Differential expression of microRNAs in productively HIV-1 infected and bystander macrophages in culture.

Macrophages are heterogeneous immune cells with distinct origins, phenotypes, functions and tissue localization. Their susceptibility to HIV-1 is subject to variations from permissiveness to resistance, owing in part to regulatory microRNAs. Here, we used RNAseq to examine the expression of >400 microRNAs in productively infected and bystander cells of HIV-1-exposed macrophage cultures.
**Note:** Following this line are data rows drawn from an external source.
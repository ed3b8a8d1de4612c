use crate::features::registry::models::RegistryValue;
use crate::shared::config::ServiceProfile;
use crate::shared::error::CollectionError;
use crate::shared::models::{ArtifactKind, ArtifactRecord, ArtifactRecordBuilder};
use crate::shared::traits::{ArtifactCollector, CollectionContext};
use log::info;

pub const CURRENT_USER_HIVE: &str = "HKEY_CURRENT_USER";

/// Read access to one registry hive.
pub trait RegistrySource {
    /// First enumerated value under `key_path`, plus the key's last write time.
    fn read_first_value(&self, key_path: &str) -> Result<RegistryValue, CollectionError>;
}

/// HKEY_CURRENT_USER of the running user.
pub struct CurrentUserRegistry;

#[cfg(windows)]
impl RegistrySource for CurrentUserRegistry {
    fn read_first_value(&self, key_path: &str) -> Result<RegistryValue, CollectionError> {
        crate::features::registry::win32::read_first_value(key_path)
    }
}

#[cfg(not(windows))]
impl RegistrySource for CurrentUserRegistry {
    fn read_first_value(&self, _key_path: &str) -> Result<RegistryValue, CollectionError> {
        Err(CollectionError::UnsupportedPlatform("registry access"))
    }
}

pub struct RegistryCollector {
    source: Box<dyn RegistrySource>,
}

impl RegistryCollector {
    pub fn new() -> Self {
        Self::with_source(Box::new(CurrentUserRegistry))
    }

    pub fn with_source(source: Box<dyn RegistrySource>) -> Self {
        Self { source }
    }
}

impl Default for RegistryCollector {
    fn default() -> Self {
        Self::new()
    }
}

impl ArtifactCollector for RegistryCollector {
    fn kind(&self) -> ArtifactKind {
        ArtifactKind::Registry
    }

    fn is_configured(&self, profile: &ServiceProfile) -> bool {
        !profile.registry_path.trim().is_empty()
    }

    fn collect(&self, ctx: &CollectionContext<'_>) -> Result<Vec<ArtifactRecord>, CollectionError> {
        let key_path = ctx.profile.registry_path.trim_matches('\\');
        let value = self.source.read_first_value(key_path)?;
        info!("Read registry value {} under {}", value.display_name(), key_path);

        let record = ArtifactRecordBuilder::new(ArtifactKind::Registry)
            .file_name(value.display_name())
            .file_path(format!("{}\\{}", CURRENT_USER_HIVE, key_path))
            .content(serde_json::to_string_pretty(&value)?)
            .modified_time(value.last_write_time)
            .build()
            .map_err(CollectionError::Parse)?;

        Ok(vec![record])
    }
}

#[cfg(test)]
mod tests {
    use super::*;
    use crate::features::registry::models::REG_SZ;
    use crate::shared::config::{builtin_profiles, CollectionEnvironment, CollectorSettings};
    use serde_json::{json, Value};

    struct FakeRegistry;

    impl RegistrySource for FakeRegistry {
        fn read_first_value(&self, key_path: &str) -> Result<RegistryValue, CollectionError> {
            if key_path.ends_with("Amazon WorkSpaces") {
                Ok(RegistryValue {
                    name: "InstallPath".to_string(),
                    data: json!(r"C:\Program Files\Amazon Web Services, Inc\Amazon WorkSpaces"),
                    value_type: REG_SZ,
                    last_write_time: None,
                })
            } else {
                Err(CollectionError::PathNotFound(key_path.to_string()))
            }
        }
    }

    fn run(profile_index: usize) -> Result<Vec<ArtifactRecord>, CollectionError> {
        let profiles = builtin_profiles();
        let env = CollectionEnvironment::new("unused", "unused");
        let settings = CollectorSettings::default();
        let ctx = CollectionContext {
            profile: &profiles[profile_index],
            environment: &env,
            settings: &settings,
        };
        RegistryCollector::with_source(Box::new(FakeRegistry)).collect(&ctx)
    }

    #[test]
    fn value_becomes_one_record() {
        let records = run(0).unwrap();
        assert_eq!(records.len(), 1);
        assert_eq!(records[0].file_name, "InstallPath");
        assert_eq!(
            records[0].file_path,
            r"HKEY_CURRENT_USER\Software\Amazon Web Services, LLC\Amazon WorkSpaces"
        );
        let content: Value = serde_json::from_str(&records[0].content).unwrap();
        assert_eq!(content["type"], json!(1));
    }

    #[test]
    fn missing_key_is_path_not_found() {
        let err = run(1).unwrap_err();
        assert!(matches!(err, CollectionError::PathNotFound(_)));
        assert_eq!(err.to_string(), r"Software\Citrix\Receiver not found");
    }

    #[cfg(not(windows))]
    #[test]
    fn live_registry_is_unsupported_off_windows() {
        assert!(matches!(
            CurrentUserRegistry.read_first_value("Software"),
            Err(CollectionError::UnsupportedPlatform(_))
        ));
    }
}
Two micro-RNAs up regulated in bystander macrophages, miR-221 and miR-222, were identified as negative regulators of CD4 expression and CD4-mediated HIV-1 entry. Both microRNAs were enhanced by TNF-a, an inhibitor of CD4 expression. MiR-221/miR-222 inhibitors recovered HIV-1 entry in TNF-a-treated macrophages by enhancing CD4 expression, and increased HIV-1 replication and spread in macrophages by countering TNF-a-enhanced miR-221/miR-222 expression in bystander cells. In line with these findings, HIV-1-resistant intestinal myeloid cells express higher levels of miR-221 than peripheral blood monocytes. Thus, miR-221/miR-222 act as effectors of the antiviral host response activated during macrophage infection that restrict HIV-1 entry. Overall design: Macrophages derived from the blood of 3 different adults (n=3 adults) were used. MicroRNAseq was performed on uninfected, productively HIV-1 infected (GFP+) and bystander (GFP-) macrophages.